The Mudcat Café TM
Thread #131082 Message #3008239
Posted By: Sawzaw
16-Oct-10 - 12:40 AM
Thread Name: BS: Who Owns your Social Security?
Subject: RE: BS: Who Owns your Social Security?
Let me see. We pay interest to ourselves and some how that is a profit.
One part of the government borrows money from the other part and pays interest on it.
That means there is a profit. Ingenious.
I never thought of it that way. Nothing flawed there. The United States public debt is presented by the United States Treasury as two calculations: "Debt Held by the Public", defined as U.S. Treasury securities held by institutions outside the United States Government, and the "Gross Debt," which includes intra-government obligations (e.g. money owed to the Social Security Trust fund).
During FY2008, the government also accrued a non-cash interest expense of $212 billion for intra-governmental debt, primarily the Social Security Trust Fund, for a total interest expense of $454 billion. This accrued interest is added to the Social Security Trust Fund and therefore the national debt each year and will be paid to Social Security recipients in the future.
Public debt owned by foreigners has increased to approximately 50% of the total or approximately $3.4 trillion. As a result, nearly 50% of the interest payments are now leaving the country, which is different from past years when interest was paid to U.S. citizens holding the public debt. Interest expenses are projected to grow dramatically as the U.S. debt increases and interest rates rise from very low levels in 2009 to more typical historical levels. CBO estimates that nearly half of the debt increases over the 2009-2019 period will be due to interest.
We owe foreigners $3.4 Trillion? We are paying interest on $3.4 trillion bucks and that money goes offshore? The resulting surplus [money paid in vs money paid out] is accounted for in the Social Security Trust Fund. As of the end of calendar year 2008, the accumulated surplus stood at just over $2.4 trillion.
Dang. We owe foreigners more than that and we have to pay them interest on it. Is that flawed? Projections are that current receipts will continue to exceed expenditures until 2017 (according to Charles Blahous, Special Assistant to the President for Economic Policy). Thereafter, there will be a shortfall that will be made up by withdrawals from the Trust Fund, although the Trust Fund will continue to show net growth until 2025 because of the interest generated by its bonds.[6]
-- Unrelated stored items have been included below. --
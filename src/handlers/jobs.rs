use axum::{
    extract::{Path, Query, State},
    http::StatusCode,
    Extension, Json,
};
use serde::Deserialize;
use std::sync::Arc;
use tracing::{info, warn};

use crate::auth::AuthenticatedUser;
use crate::handlers::{ApiError, JobDetail};
use crate::matching::{list_job_matches, JobMatch, Page};
use crate::state::ServerState;
use crate::storage::{Job, JobId, NewJob, SkillId, StorageError, UserId};
use crate::validation::{self, ValidationError, JOB_DESCRIPTION_LEN, JOB_TITLE_LEN};

/// Query params for job creation
#[derive(Debug, Deserialize)]
pub struct CreateJobParams {
    /// Id of the company posting the job
    pub empresa_id: Option<UserId>,
}

/// Job payload
#[derive(Debug, Deserialize)]
pub struct CreateJobRequest {
    pub title: String,
    pub description: String,
    pub latitude: Option<f64>,
    pub longitude: Option<f64>,
    #[serde(default)]
    pub skill_ids: Vec<SkillId>,
}

impl CreateJobRequest {
    fn validate(self) -> Result<NewJob, ValidationError> {
        Ok(NewJob {
            title: validation::text_field("title", &self.title, JOB_TITLE_LEN)?,
            description: validation::text_field(
                "description",
                &self.description,
                JOB_DESCRIPTION_LEN,
            )?,
            latitude: validation::latitude(self.latitude)?,
            longitude: validation::longitude(self.longitude)?,
            skill_ids: self.skill_ids,
        })
    }
}

/// Query params for the match listing
#[derive(Debug, Deserialize)]
pub struct MatchesQuery {
    pub limit: Option<i64>,
    pub offset: Option<i64>,
}

async fn job_detail(state: &ServerState, job: Job) -> Result<JobDetail, ApiError> {
    let skills = state.job_store.job_skills(job.id).await?;
    let company = state.user_store.get_profile(job.company_id).await?;
    Ok(JobDetail::new(job, skills, company))
}

/// Load a job the caller owns
async fn owned_job(
    state: &ServerState,
    caller: &AuthenticatedUser,
    job_id: JobId,
) -> Result<Job, ApiError> {
    let job = state.job_store.get_job(job_id).await?;
    if job.company_id != caller.user_id {
        warn!(
            "User {} denied access to job {} of company {}",
            caller.user_id, job.id, job.company_id
        );
        return Err(ApiError::forbidden_for_company());
    }
    Ok(job)
}

/// Post a job on behalf of the caller's company
pub async fn create_job(
    State(state): State<Arc<ServerState>>,
    Extension(caller): Extension<AuthenticatedUser>,
    Query(params): Query<CreateJobParams>,
    Json(request): Json<CreateJobRequest>,
) -> Result<(StatusCode, Json<JobDetail>), ApiError> {
    let company_id = params
        .empresa_id
        .ok_or_else(|| ValidationError::new("empresa_id", "field required"))?;
    if company_id != caller.user_id {
        warn!(
            "User {} attempted to post a job for company {}",
            caller.user_id, company_id
        );
        return Err(ApiError::forbidden_for_company());
    }

    let new_job = request.validate()?;
    let job = match state.job_store.create_job(company_id, new_job).await {
        Ok(job) => job,
        Err(StorageError::UserNotFound(_)) => {
            return Err(ApiError::not_found("company not found", "COMPANY_NOT_FOUND"))
        }
        Err(e) => return Err(e.into()),
    };

    info!("Job {} created by company {}", job.id, company_id);
    Ok((StatusCode::CREATED, Json(job_detail(&state, job).await?)))
}

pub async fn get_job(
    State(state): State<Arc<ServerState>>,
    Extension(caller): Extension<AuthenticatedUser>,
    Path(job_id): Path<JobId>,
) -> Result<Json<JobDetail>, ApiError> {
    let job = owned_job(&state, &caller, job_id).await?;
    Ok(Json(job_detail(&state, job).await?))
}

/// Ranked workers for a job, paginated with `limit`/`offset`
pub async fn job_matches(
    State(state): State<Arc<ServerState>>,
    Extension(caller): Extension<AuthenticatedUser>,
    Path(job_id): Path<JobId>,
    Query(query): Query<MatchesQuery>,
) -> Result<Json<Vec<JobMatch>>, ApiError> {
    let page = Page::new(query.limit, query.offset)?;
    let job = owned_job(&state, &caller, job_id).await?;

    let matches = list_job_matches(state.job_store.as_ref(), &job, page).await?;
    Ok(Json(matches))
}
The Trust Fund will gradually be drawn upon to cover the difference between tax receipts and benefit payments. It will be completely depleted by 2042.
Well I guess we better let our economic whiz [the only person in the US that knows secret location of the Lake Pontchartrain dam so terrorists can't blow it up] tell us where to make the cuts. Definitely not snail darters or turtle tunnels though. Maybe schools. Maybe food subsidies for hungry kids.